Will your instructor/farrier do off-property teaching and trims? My instructor has boarders but she also travels around and gives lessons at other barns in the area. Heck, she PREFERS people not to board at her place! Maybe you can keep the services you like and get a better boarding situation. If boarding there kind of sucks... your BO may not be super into having boarders in the first place. You might be surprised.


----------



## PoptartShop (Jul 25, 2010)

Ummm, I'd move. Sooner rather than later. Paying that much & your horse barely gets any hay, and no grass access? If there's no grass, the LEAST the BO can do is provide unlimited hay...period. No excuse for that. Screams ULCERS waiting to happen! Horses constantly need forage.

I would move. More cons than pros, no reason not to go. I've had to move my horse a few times. Never burned ANY bridges in doing so.  Just explain your situation. If you move, you don't have to burn bridges...at all. 

Make sure you give a 30 days notice of course. A place closer to home may be more convenient, but then again, are you really getting your money's worth out of that place? Probably not. Driving a little further may be worth it. Plus, trails are awesome & it'd be better if you were at a place that had access to them!

Maybe they'd still travel to do your horse's feet, make it known that you only trust them with her feet.


----------



## LoriF (Apr 3, 2015)

There is one thing that I don't get about boarding at some places. If it is said that board includes feed and hay, why isn't enough feed and hay included? Why does the owner have to pick up the slack and that is considered normal?
I can see it if I showed up with my 2200 lb draft, that would probably and understandably be an exception. Or maybe an extremely hard keeper. If it is said that hay is included and then not enough is provided, I find this deceptive. I would rather be told that it is not included at all and then I know what to expect and decide on what I'm spending my money on.

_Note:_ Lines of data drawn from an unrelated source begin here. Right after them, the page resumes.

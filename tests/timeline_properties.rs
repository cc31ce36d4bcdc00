//! Timing and mixing behavior of an assembled episode.

use podcastgen::audio::gain::db_to_gain;
use podcastgen::content::types::Speaker;
use podcastgen::timeline::mixer::{self, BackgroundTrack, MixSettings, PhaseVolumes};
use podcastgen::timeline::subtitles::{self, SubtitleFormat};
use podcastgen::timeline::{AudioSegment, SegmentKind, SegmentRef, Timeline, TimelineAssembler};

const RATE: u32 = 1000;

fn segment(kind: SegmentKind, reference: SegmentRef, speaker: Speaker, seconds: f64) -> AudioSegment {
    AudioSegment {
        kind,
        reference,
        speaker,
        text: format!("{kind} spoken by {speaker}"),
        samples: vec![0.0; (seconds * RATE as f64) as usize],
        sample_rate: RATE,
    }
}

fn turn(topic_id: usize, turn_index: usize, speaker: Speaker) -> AudioSegment {
    segment(
        SegmentKind::Turn,
        SegmentRef::Turn {
            topic_id,
            turn_index,
        },
        speaker,
        6.0,
    )
}

/// Intro 5 s, four 6 s turns over two topics, outro 5 s.
fn episode() -> Timeline {
    let mut assembler = TimelineAssembler::new(RATE);
    assembler
        .push(segment(SegmentKind::Intro, SegmentRef::None, Speaker::Host, 5.0))
        .unwrap();
    for topic_id in 0..2 {
        assembler.push(turn(topic_id, 0, Speaker::Moderator)).unwrap();
        assembler.push(turn(topic_id, 1, Speaker::Guest)).unwrap();
    }
    assembler
        .push(segment(SegmentKind::Outro, SegmentRef::None, Speaker::Host, 5.0))
        .unwrap();
    assembler.finish()
}

#[test]
fn segments_are_placed_back_to_back() {
    let timeline = episode();
    let ranges: Vec<(f64, f64)> = timeline
        .segments
        .iter()
        .map(|s| (s.start_time, s.end_time))
        .collect();
    assert_eq!(
        ranges,
        [
            (0.0, 5.0),
            (5.0, 11.0),
            (11.0, 17.0),
            (17.0, 23.0),
            (23.0, 29.0),
            (29.0, 34.0)
        ]
    );
    assert_eq!(timeline.total_duration_seconds(), 34.0);

    let summed: f64 = timeline.segments.iter().map(|s| s.duration_seconds()).sum();
    assert_eq!(summed, timeline.total_duration_seconds());
    for pair in timeline.segments.windows(2) {
        assert_eq!(pair[0].start_sample + pair[0].sample_count, pair[1].start_sample);
    }
}

#[test]
fn assembling_twice_gives_the_same_timeline() {
    assert_eq!(episode(), episode());
}

#[test]
fn subtitles_match_segment_times_in_both_formats() {
    let timeline = episode();
    for format in [SubtitleFormat::Srt, SubtitleFormat::Vtt] {
        let cues = subtitles::parse_cues(&subtitles::emit(&timeline.segments, format)).unwrap();
        assert_eq!(cues.len(), timeline.segments.len());
        for (cue, segment) in cues.iter().zip(&timeline.segments) {
            assert_eq!(cue.start_ms, (segment.start_time * 1000.0).round() as u64);
            assert_eq!(cue.end_ms, (segment.end_time * 1000.0).round() as u64);
        }
        assert_eq!(cues[2].text, "Guest: turn spoken by Guest");
    }
}

#[test]
fn background_follows_phase_levels() {
    let timeline = episode();
    let volumes = PhaseVolumes {
        intro_db: -12.0,
        content_db: -20.0,
        outro_db: -12.0,
    };
    let track = BackgroundTrack::from_samples(vec![0.5; 3000], RATE, RATE, volumes).unwrap();
    let settings = MixSettings {
        vocal_volume_db: 0.0,
        crossfade_ms: 0,
        fade_ms: 0,
    };

    let mix = mixer::render(&timeline, Some(&track), &settings).unwrap();
    assert_eq!(mix.len(), timeline.samples.len());

    let at = |seconds: usize| mix[seconds * RATE as usize];
    let intro = 0.5 * db_to_gain(-12.0);
    let content = 0.5 * db_to_gain(-20.0);
    assert!((at(2) - intro).abs() < 1e-6);
    assert!((at(20) - content).abs() < 1e-6);
    assert!((at(31) - intro).abs() < 1e-6);
    assert!((content - 0.05).abs() < 1e-4);
}

#[test]
fn short_background_loops_to_episode_length() {
    let timeline = episode();
    let flat = PhaseVolumes {
        intro_db: 0.0,
        content_db: 0.0,
        outro_db: 0.0,
    };
    // 10 s ramp, so every position within a loop is distinguishable
    let ramp: Vec<f32> = (0..10 * RATE).map(|i| i as f32 / 20_000.0).collect();
    let track = BackgroundTrack::from_samples(ramp, RATE, RATE, flat).unwrap();
    let settings = MixSettings {
        vocal_volume_db: 0.0,
        crossfade_ms: 0,
        fade_ms: 0,
    };

    let mix = mixer::render(&timeline, Some(&track), &settings).unwrap();
    assert_eq!(mix.len(), 34 * RATE as usize);
    for offset in [123, 4567, 9999] {
        for loop_start in [10_000, 20_000, 30_000] {
            let i = loop_start + offset;
            if i < mix.len() {
                assert_eq!(mix[i], mix[offset], "sample {i} does not repeat sample {offset}");
            }
        }
    }
    assert_ne!(mix[9_999], mix[10_000]);
}
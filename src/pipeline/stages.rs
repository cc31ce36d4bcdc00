//! Stage selection, run cancellation and stage timing.

use crate::content::types::TopicScript;
use crate::error::{PodcastError, Result};
use crate::timeline::segment::{AudioSegment, Gap, SegmentKind, SegmentRef, TimedSegment};
use std::fmt;
use std::future::Future;
use std::sync::Arc;
use std::sync::atomic::{AtomicBool, Ordering};
use std::time::Duration;
use tokio::time::Instant;

/// How often a guarded call re-checks the cancel flag.
const CANCEL_POLL_INTERVAL: Duration = Duration::from_millis(100);

/// Stages the user asked to skip. Read once by the driver.
#[derive(Debug, Clone, Copy, Default, PartialEq, Eq)]
pub struct StageFlags {
    /// Reuse the saved script instead of calling the generators
    pub skip_content: bool,
    pub skip_translation: bool,
    /// Stop after the text stages; no audio, subtitles or timings
    pub skip_audio: bool,
}

/// Named pipeline stages, in run order.
#[derive(Debug, Clone, Copy, PartialEq, Eq, Hash)]
pub enum Stage {
    Document,
    Content,
    Translation,
    Synthesis,
    Mixing,
    Export,
}

impl Stage {
    pub fn as_str(&self) -> &'static str {
        match self {
            Stage::Document => "document",
            Stage::Content => "content",
            Stage::Translation => "translation",
            Stage::Synthesis => "synthesis",
            Stage::Mixing => "mixing",
            Stage::Export => "export",
        }
    }
}

impl fmt::Display for Stage {
    fn fmt(&self, f: &mut fmt::Formatter<'_>) -> fmt::Result {
        f.write_str(self.as_str())
    }
}

/// Run-wide cancellation: an external flag (Ctrl-C) plus an optional
/// deadline (`--timeout`). Clones share the same flag.
#[derive(Debug, Clone)]
pub struct RunControl {
    cancelled: Arc<AtomicBool>,
    deadline: Option<Instant>,
}

impl Default for RunControl {
    fn default() -> Self {
        Self::new()
    }
}

impl RunControl {
    pub fn new() -> Self {
        Self {
            cancelled: Arc::new(AtomicBool::new(false)),
            deadline: None,
        }
    }

    /// Cancel the run once `timeout` has elapsed from now.
    pub fn with_timeout(mut self, timeout: Duration) -> Self {
        self.deadline = Some(Instant::now() + timeout);
        self
    }

    /// Flag shared with signal handlers.
    pub fn cancel_flag(&self) -> Arc<AtomicBool> {
        Arc::clone(&self.cancelled)
    }

    pub fn cancel(&self) {
        self.cancelled.store(true, Ordering::SeqCst);
    }

    /// Why the run must stop, if it must.
    fn stop_reason(&self) -> Option<String> {
        if self.cancelled.load(Ordering::SeqCst) {
            return Some("interrupted".to_string());
        }
        match self.deadline {
            Some(deadline) if Instant::now() >= deadline => Some("timeout reached".to_string()),
            _ => None,
        }
    }

    /// Fail with `Cancelled` if the run has been stopped.
    pub fn check(&self) -> Result<()> {
        match self.stop_reason() {
            Some(reason) => Err(PodcastError::Cancelled { reason }),
            None => Ok(()),
        }
    }

    /// Run `work` unless the run is stopped first; in-flight work is
    /// dropped on cancellation.
    pub async fn guard<T, F>(&self, work: F) -> Result<T>
    where
        F: Future<Output = Result<T>>,
    {
        self.check()?;
        tokio::select! {
            biased;
            reason = self.stopped() => Err(PodcastError::Cancelled { reason }),
            result = work => result,
        }
    }

    async fn stopped(&self) -> String {
        loop {
            if let Some(reason) = self.stop_reason() {
                return reason;
            }
            let mut wait = CANCEL_POLL_INTERVAL;
            if let Some(deadline) = self.deadline {
                wait = wait.min(deadline.saturating_duration_since(Instant::now()));
            }
            tokio::time::sleep(wait).await;
        }
    }
}

/// Wall time spent per stage.
#[derive(Debug, Clone, Default, PartialEq)]
pub struct StageTimings {
    entries: Vec<(Stage, Duration)>,
}

impl StageTimings {
    pub fn record(&mut self, stage: Stage, elapsed: Duration) {
        self.entries.push((stage, elapsed));
    }

    pub fn get(&self, stage: Stage) -> Option<Duration> {
        self.entries
            .iter()
            .find(|(s, _)| *s == stage)
            .map(|(_, d)| *d)
    }

    pub fn entries(&self) -> &[(Stage, Duration)] {
        &self.entries
    }

    pub fn total(&self) -> Duration {
        self.entries.iter().map(|(_, d)| *d).sum()
    }

    /// One-line summary such as `content 12.3s, synthesis 40.1s (total 52.4s)`.
    pub fn summary(&self) -> String {
        if self.entries.is_empty() {
            return "no stages ran".to_string();
        }
        let parts: Vec<String> = self
            .entries
            .iter()
            .map(|(stage, d)| format!("{stage} {:.1}s", d.as_secs_f64()))
            .collect();
        format!("{} (total {:.1}s)", parts.join(", "), self.total().as_secs_f64())
    }
}

/// Result of trying to synthesize one segment.
#[derive(Debug)]
pub enum SegmentOutcome {
    Rendered(AudioSegment),
    /// Synthesis failed and the run continues without this segment
    Skipped {
        kind: SegmentKind,
        reference: SegmentRef,
        reason: String,
    },
}

/// Progress callbacks from a running pipeline. All methods default to
/// doing nothing.
pub trait RunObserver: Send + Sync {
    fn stage_started(&self, _stage: Stage) {}

    fn stage_finished(&self, _stage: Stage, _elapsed: Duration) {}

    /// A topic's dialogue is final (generated, loaded or translated).
    fn topic_ready(&self, _script: &TopicScript) {}

    /// Synthesis is about to produce `total` segments.
    fn synthesis_started(&self, _total: usize) {}

    fn segment_placed(&self, _segment: &TimedSegment) {}

    fn segment_skipped(&self, _gap: &Gap) {}

    fn synthesis_finished(&self) {}
}

/// Observer that ignores every event.
#[derive(Debug, Default, Clone, Copy)]
pub struct NoopObserver;

impl RunObserver for NoopObserver {}

#[cfg(test)]
mod tests {
    use super::*;

    #[test]
    fn timings_summary_lists_stages_in_order() {
        let mut timings = StageTimings::default();
        timings.record(Stage::Content, Duration::from_millis(1500));
        timings.record(Stage::Synthesis, Duration::from_millis(2500));
        assert_eq!(
            timings.summary(),
            "content 1.5s, synthesis 2.5s (total 4.0s)"
        );
        assert_eq!(timings.get(Stage::Synthesis), Some(Duration::from_millis(2500)));
        assert_eq!(timings.get(Stage::Mixing), None);
    }

    #[test]
    fn empty_timings_summary() {
        assert_eq!(StageTimings::default().summary(), "no stages ran");
    }

    #[test]
    fn cancel_flag_is_shared_between_clones() {
        let control = RunControl::new();
        let clone = control.clone();
        assert!(control.check().is_ok());

        clone.cancel_flag().store(true, Ordering::SeqCst);
        let err = control.check().unwrap_err();
        assert!(matches!(err, PodcastError::Cancelled { ref reason } if reason == "interrupted"));
    }

    #[tokio::test]
    async fn guard_passes_through_result() {
        let control = RunControl::new();
        let value = control.guard(async { Ok(42) }).await.unwrap();
        assert_eq!(value, 42);
    }

    #[tokio::test]
    async fn guard_drops_work_after_deadline() {
        let control = RunControl::new().with_timeout(Duration::from_millis(50));
        let started = std::time::Instant::now();
        let err = control
            .guard(async {
                tokio::time::sleep(Duration::from_secs(30)).await;
                Ok(())
            })
            .await
            .unwrap_err();
        assert!(matches!(err, PodcastError::Cancelled { ref reason } if reason == "timeout reached"));
        assert!(started.elapsed() < Duration::from_secs(5));
    }

    #[tokio::test]
    async fn guard_stops_on_external_cancel() {
        let control = RunControl::new();
        let flag = control.cancel_flag();
        tokio::spawn(async move {
            tokio::time::sleep(Duration::from_millis(20)).await;
            flag.store(true, Ordering::SeqCst);
        });
        let err = control
            .guard(async {
                tokio::time::sleep(Duration::from_secs(30)).await;
                Ok(())
            })
            .await
            .unwrap_err();
        assert!(matches!(err, PodcastError::Cancelled { .. }));
    }

    #[tokio::test]
    async fn guard_refuses_to_start_when_cancelled() {
        let control = RunControl::new();
        control.cancel();
        let ran = AtomicBool::new(false);
        let result = control
            .guard(async {
                ran.store(true, Ordering::SeqCst);
                Ok(())
            })
            .await;
        assert!(result.is_err());
        assert!(!ran.load(Ordering::SeqCst));
    }
}
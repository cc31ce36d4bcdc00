//! LLM access: the role-based generation capability and its providers.

pub mod anthropic;
pub mod client;
pub mod factory;
pub mod ollama;
pub mod openai;
pub mod provider;
pub mod retry;

pub use client::{GenerationClient, GenerationRole, MockGenerationClient};
pub use factory::GenerationClients;
pub use provider::{Provider, ProviderSpec};
//! Level and envelope helpers.

/// Linear amplitude factor for a level in decibels: `10^(dB/20)`.
pub fn db_to_gain(db: f32) -> f32 {
    10f32.powf(db / 20.0)
}

/// Scale every sample by `gain`.
pub fn apply_gain(samples: &mut [f32], gain: f32) {
    if (gain - 1.0).abs() < f32::EPSILON {
        return;
    }
    for sample in samples.iter_mut() {
        *sample *= gain;
    }
}

/// Clamp every sample to `[-1, 1]`.
pub fn hard_clamp(samples: &mut [f32]) {
    for sample in samples.iter_mut() {
        *sample = sample.clamp(-1.0, 1.0);
    }
}

/// Linear fade-in over the first `fade_len` samples and fade-out over the
/// last `fade_len`. Length is unchanged; short buffers fade over half each.
pub fn apply_fades(samples: &mut [f32], fade_len: usize) {
    let fade_len = fade_len.min(samples.len() / 2);
    if fade_len == 0 {
        return;
    }
    let total = samples.len();
    for i in 0..fade_len {
        let factor = i as f32 / fade_len as f32;
        samples[i] *= factor;
        samples[total - 1 - i] *= factor;
    }
}
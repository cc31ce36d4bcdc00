//! Audio timeline: segment placement, background mixing and the outputs
//! derived from segment timing.

pub mod assembler;
pub mod export;
pub mod mixer;
pub mod segment;
pub mod subtitles;

pub use assembler::{Timeline, TimelineAssembler};
pub use export::{ConversationExporter, ConversationRecord};
pub use mixer::{BackgroundTrack, MixSettings, PhaseVolumes};
pub use segment::{AudioSegment, Gap, SegmentKind, SegmentRef, TimedSegment};
pub use subtitles::SubtitleFormat;
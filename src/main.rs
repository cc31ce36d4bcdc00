use anyhow::{Context, Result};
use clap::Parser;
use owo_colors::OwoColorize;
use podcastgen::PodcastError;
use podcastgen::app::{exit_code, load_config, run_control, run_podcast};
use podcastgen::cli::Cli;
use podcastgen::logging::init_logging;
use std::process::ExitCode;
use std::sync::atomic::Ordering;

#[tokio::main]
async fn main() -> ExitCode {
    let cli = Cli::parse();

    match run(cli).await {
        Ok(()) => ExitCode::SUCCESS,
        Err(err) => {
            eprintln!("{} {:#}", "Error:".red().bold(), err);
            let code = err.downcast_ref::<PodcastError>().map_or(2, exit_code);
            ExitCode::from(code)
        }
    }
}

async fn run(cli: Cli) -> Result<()> {
    let config = load_config(&cli).context("failed to load configuration")?;
    init_logging(&config.logging.level, config.logging.file.as_deref())?;
    tracing::info!(version = %podcastgen::version_string(), "podcastgen starting");

    let control = run_control(&config);
    let flag = control.cancel_flag();
    tokio::spawn(async move {
        if tokio::signal::ctrl_c().await.is_ok() {
            eprintln!("{}", "Interrupted, stopping after the current call...".yellow());
            flag.store(true, Ordering::SeqCst);
        }
    });

    run_podcast(config, &cli, control).await?;
    Ok(())
}
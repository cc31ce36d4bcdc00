//! Tracing subscriber setup.

use crate::error::{PodcastError, Result};
use std::fs::OpenOptions;
use std::path::Path;
use std::sync::Mutex;
use tracing_subscriber::layer::SubscriberExt;
use tracing_subscriber::util::SubscriberInitExt;
use tracing_subscriber::{EnvFilter, fmt};

/// Map a user-facing level name to a filter directive.
///
/// Accepts tracing names as well as the `WARNING` / `CRITICAL` spellings
/// common in other tools, case-insensitively.
pub fn level_directive(level: &str) -> Result<&'static str> {
    match level.trim().to_ascii_lowercase().as_str() {
        "trace" => Ok("trace"),
        "debug" => Ok("debug"),
        "info" => Ok("info"),
        "warn" | "warning" => Ok("warn"),
        "error" | "critical" | "fatal" => Ok("error"),
        "off" => Ok("off"),
        other => Err(PodcastError::configuration(
            "logging.level",
            format!("unknown log level '{other}'"),
        )),
    }
}

/// Install the global subscriber.
///
/// `RUST_LOG` takes precedence over `level`. With `file`, a second
/// plain-text layer appends to it.
pub fn init_logging(level: &str, file: Option<&Path>) -> Result<()> {
    let directive = level_directive(level)?;
    let env_filter =
        EnvFilter::try_from_default_env().unwrap_or_else(|_| EnvFilter::new(directive));

    let file_layer = match file {
        Some(path) => {
            if let Some(parent) = path.parent()
                && !parent.as_os_str().is_empty()
            {
                std::fs::create_dir_all(parent)?;
            }
            let handle = OpenOptions::new().create(true).append(true).open(path)?;
            Some(
                fmt::layer()
                    .with_ansi(false)
                    .with_target(true)
                    .with_writer(Mutex::new(handle)),
            )
        }
        None => None,
    };

    tracing_subscriber::registry()
        .with(env_filter)
        .with(
            fmt::layer()
                .with_target(false)
                .with_writer(std::io::stderr),
        )
        .with(file_layer)
        .try_init()
        .map_err(|e| PodcastError::Other(format!("failed to install logger: {e}")))?;

    tracing::debug!(level = directive, log_file = ?file, "Logging initialized");
    Ok(())
}
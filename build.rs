//! Build script: embeds the git short hash for `version_string()`.

use std::process::Command;

fn main() {
    if let Ok(output) = Command::new("git")
        .args(["rev-parse", "--short=7", "HEAD"])
        .output()
        && output.status.success()
    {
        let hash = String::from_utf8_lossy(&output.stdout).trim().to_string();
        println!("cargo:rustc-env=GIT_HASH={}", hash);
    }
    println!("cargo:rerun-if-changed=.git/HEAD");
    println!("cargo:rerun-if-changed=.git/refs/heads/");
}
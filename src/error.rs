//! Error types for podcastgen.

use thiserror::Error;

#[derive(Error, Debug)]
pub enum PodcastError {
    // Configuration errors
    #[error("Configuration file not found at {path}")]
    ConfigFileNotFound { path: String },

    #[error("Invalid configuration value for {key}: {message}")]
    Configuration { key: String, message: String },

    #[error("Configuration error: {0}")]
    Config(#[from] toml::de::Error),

    // Document errors
    #[error("Failed to load document {path}: {message}")]
    Document { path: String, message: String },

    // Generation errors
    #[error("Generation failed ({context}): {message}")]
    GenerationFailure { context: String, message: String },

    // Speech synthesis errors
    #[error("Speech synthesis failed ({context}): {message}")]
    SynthesisFailure { context: String, message: String },

    // Audio assembly errors
    #[error("Background mixing failed: {message}")]
    Mixing { message: String },

    #[error("Timeline error: {message}")]
    Timeline { message: String },

    #[error("Audio file error: {message}")]
    AudioFile { message: String },

    // Run control
    #[error("Run cancelled: {reason}")]
    Cancelled { reason: String },

    // General I/O errors
    #[error("I/O error: {0}")]
    Io(#[from] std::io::Error),

    #[error("JSON error: {0}")]
    Json(#[from] serde_json::Error),

    // Generic error for cases not covered above
    #[error("{0}")]
    Other(String),
}

impl PodcastError {
    pub fn configuration(key: impl Into<String>, message: impl Into<String>) -> Self {
        Self::Configuration {
            key: key.into(),
            message: message.into(),
        }
    }

    pub fn generation(context: impl Into<String>, message: impl Into<String>) -> Self {
        Self::GenerationFailure {
            context: context.into(),
            message: message.into(),
        }
    }

    pub fn synthesis(context: impl Into<String>, message: impl Into<String>) -> Self {
        Self::SynthesisFailure {
            context: context.into(),
            message: message.into(),
        }
    }

    /// Errors that stop the run before any generation happens.
    pub fn is_configuration(&self) -> bool {
        matches!(
            self,
            Self::ConfigFileNotFound { .. } | Self::Configuration { .. } | Self::Config(_)
        )
    }
}

// Type alias for convenience
pub type Result<T> = std::result::Result<T, PodcastError>;
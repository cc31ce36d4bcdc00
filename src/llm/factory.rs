//! Resolves the `[models]` configuration into one client per role.

use crate::config::Config;
use crate::error::{PodcastError, Result};
use crate::llm::anthropic::AnthropicClient;
use crate::llm::client::{GenerationClient, GenerationRole};
use crate::llm::ollama::OllamaClient;
use crate::llm::openai::{GROQ_BASE_URL, OPENAI_BASE_URL, OpenAiClient};
use crate::llm::provider::{ChatProvider, Provider, ProviderSpec};
use crate::llm::retry::{RetryPolicy, RetryingClient};
use std::collections::HashMap;
use std::sync::Arc;
use std::time::Duration;

/// Generation clients keyed by role.
///
/// Built once at startup; roles that share a model string share a client.
#[derive(Clone)]
pub struct GenerationClients {
    by_role: HashMap<GenerationRole, Arc<dyn GenerationClient>>,
}

impl GenerationClients {
    /// Use one client for every role.
    pub fn uniform(client: Arc<dyn GenerationClient>) -> Self {
        let by_role = GenerationRole::ALL
            .iter()
            .map(|role| (*role, client.clone()))
            .collect();
        Self { by_role }
    }

    /// Replace the client for a single role.
    pub fn with_role(mut self, role: GenerationRole, client: Arc<dyn GenerationClient>) -> Self {
        self.by_role.insert(role, client);
        self
    }

    /// Build provider clients from configuration.
    ///
    /// Fails with a configuration error when a model string is malformed or
    /// a provider's API key is missing, before any request is sent.
    pub fn from_config(config: &Config) -> Result<Self> {
        let http = reqwest::Client::builder()
            .build()
            .map_err(|e| PodcastError::Other(format!("failed to build HTTP client: {e}")))?;
        let policy = RetryPolicy::with_retries(
            config.providers.max_retries,
            Duration::from_secs(config.providers.request_timeout_secs),
        );

        let mut shared: HashMap<ProviderSpec, Arc<dyn GenerationClient>> = HashMap::new();
        let mut by_role = HashMap::new();

        for (role, (key, value)) in GenerationRole::ALL.iter().zip(config.models.entries()) {
            let spec = ProviderSpec::parse(key, value)?;
            let client = match shared.get(&spec) {
                Some(client) => client.clone(),
                None => {
                    let provider = build_provider(&spec, key, config, &http)?;
                    let client: Arc<dyn GenerationClient> = Arc::new(RetryingClient::new(
                        provider,
                        policy.clone(),
                        spec.to_string(),
                    ));
                    tracing::debug!(model = %spec, "Created generation client");
                    shared.insert(spec, client.clone());
                    client
                }
            };
            by_role.insert(*role, client);
        }

        Ok(Self { by_role })
    }

    /// Client for `role`.
    pub fn get(&self, role: GenerationRole) -> Result<Arc<dyn GenerationClient>> {
        self.by_role.get(&role).cloned().ok_or_else(|| {
            PodcastError::configuration(
                format!("models.{}", role.as_str()),
                "no generation client configured",
            )
        })
    }
}

fn build_provider(
    spec: &ProviderSpec,
    key: &str,
    config: &Config,
    http: &reqwest::Client,
) -> Result<Box<dyn ChatProvider>> {
    let providers = &config.providers;
    let require = |slot: &Option<String>, name: &str| -> Result<String> {
        slot.clone().filter(|k| !k.is_empty()).ok_or_else(|| {
            PodcastError::configuration(
                key,
                format!("{} requires {name} (set it in [providers] or the environment)", spec),
            )
        })
    };

    let provider: Box<dyn ChatProvider> = match spec.provider {
        Provider::Ollama => Box::new(OllamaClient::new(
            http.clone(),
            &providers.ollama_base_url,
            &spec.model_name,
        )),
        Provider::OpenAi => {
            let api_key = require(&providers.openai_api_key, "OPENAI_API_KEY")?;
            Box::new(OpenAiClient::new(
                http.clone(),
                OPENAI_BASE_URL,
                &api_key,
                &spec.model_name,
            ))
        }
        Provider::Groq => {
            let api_key = require(&providers.groq_api_key, "GROQ_API_KEY")?;
            Box::new(OpenAiClient::new(
                http.clone(),
                GROQ_BASE_URL,
                &api_key,
                &spec.model_name,
            ))
        }
        Provider::Anthropic => {
            let api_key = require(&providers.anthropic_api_key, "ANTHROPIC_API_KEY")?;
            Box::new(AnthropicClient::new(
                http.clone(),
                &api_key,
                &spec.model_name,
            ))
        }
    };
    Ok(provider)
}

Op, you really have to give and take in most situations. You have to think about what is important to you, find what you want and expect to pay for it. Also, understand that everyone sees things differently. Example: At my boarding facility, the B/O's husband was complaining that another boarders horse had kicked a hole in the wall and that he would be happy if that horse was gone. I pointed out that thin sheets of plywood were not exactly made to contain an 1100 lb animal and actually is a liability. Also when you position animals in a way that they irritate each other, it makes it more likely to happen. So it isn't the horses fault.

The place where I board certainly has it's faults. Some the B/O doesn't even have much control over and these faults bother her too. Others can be fixed and I will fix things for myself if need be. I do this because the board is reasonable and it's 12 minutes away from my home. The pros for me is that I trust the owners and know them even at their worst. I know how they do things and what to expect. I can work around most of the things that I don't like and make it better for myself and my horses.

If you think that another place suits your needs and wants better, you can afford to pay the extra money and driving time then you should go. You have to do what is best for your horse and yourself.


----------



## ApuetsoT (Aug 22, 2014)

OP, how much are you paying for the hay you provide yourself? Add that to you current board bill and use that value when comparing to other places. You can also inquire about slow feeder nets for either your current place or a new place if your horse tends towards overweight. Lots of BOs will just feed less to overweight horses instead of regulating intake better.


----------



## farmpony84 (Apr 21, 2008)

I only skimmed everyone elses responses and have a couple Questions:

Is your horse maintaining his weight on the feed that "not dream barn" is providing?

Do you have a trailer/Can you haul back in to your old barn for lessons? 

Does the new barn have an instructor?

Are there people to ride with at new barn? Is it private? As in at someones house or is it a business type barn?

How does turn out work at the new barn? Is it a set time frame, is it all the time, is it so many hours?

How does riding time work? How many rings?

Do you have to use their vet and farrier or can you choose?

How much do they feed and how often?


----------



## Kalraii (Jul 28, 2015)

LoriF said:


> There is one thing that I don't get about boarding at some places. If it is said that board includes feed and hay, why isn't enough feed and hay included? Why does the owner have to pick up the slack and that is considered normal?
> I can see it if I showed up with my 2200 lb draft


My situation. Except yard manager is NOT stingy with hay - on her order all her horses have netted hay around the clock and a round bale in the field and two (mostly token) feeds a day - she even had a nutritionist come over to assess the horses to make sure she's on track. BUT she is stingy on bedding for mine and I can't exactly blame her. I have to buy 2 extra bales of straw a week to deep litter mine for the 3 overnight "stable-sleepovers". I much rather she be stingy on bedding though and I make up for it then worry about hay intake because that's just _wrong imo._ It's also easier for some DIY owners to just chuck a huge bag of shavings in and bank it without worrying the horse will eat through it in one day, where storage is an issue >.<

OP I would look at having lessons at prospect yard. Try to chat with staff before letting on that you're interested. It's what I did. They run a looser mouth then and even better if you can chat with other owners. My current yard there was so much good spoken about how the yard manager was ontop of the animals welfare from both staff and other boarders who had been there decades.

* My cons:*

- horses have to be trailered to turnout field (happens twice a week). This means on the days she's turned out I can't randomly turn up to ride. I have to arrange each week what days to bring her down. It's not even annoying, after seeing how accommodating staff are and my horse's happiness. pro - she's excellent at everything "trailer".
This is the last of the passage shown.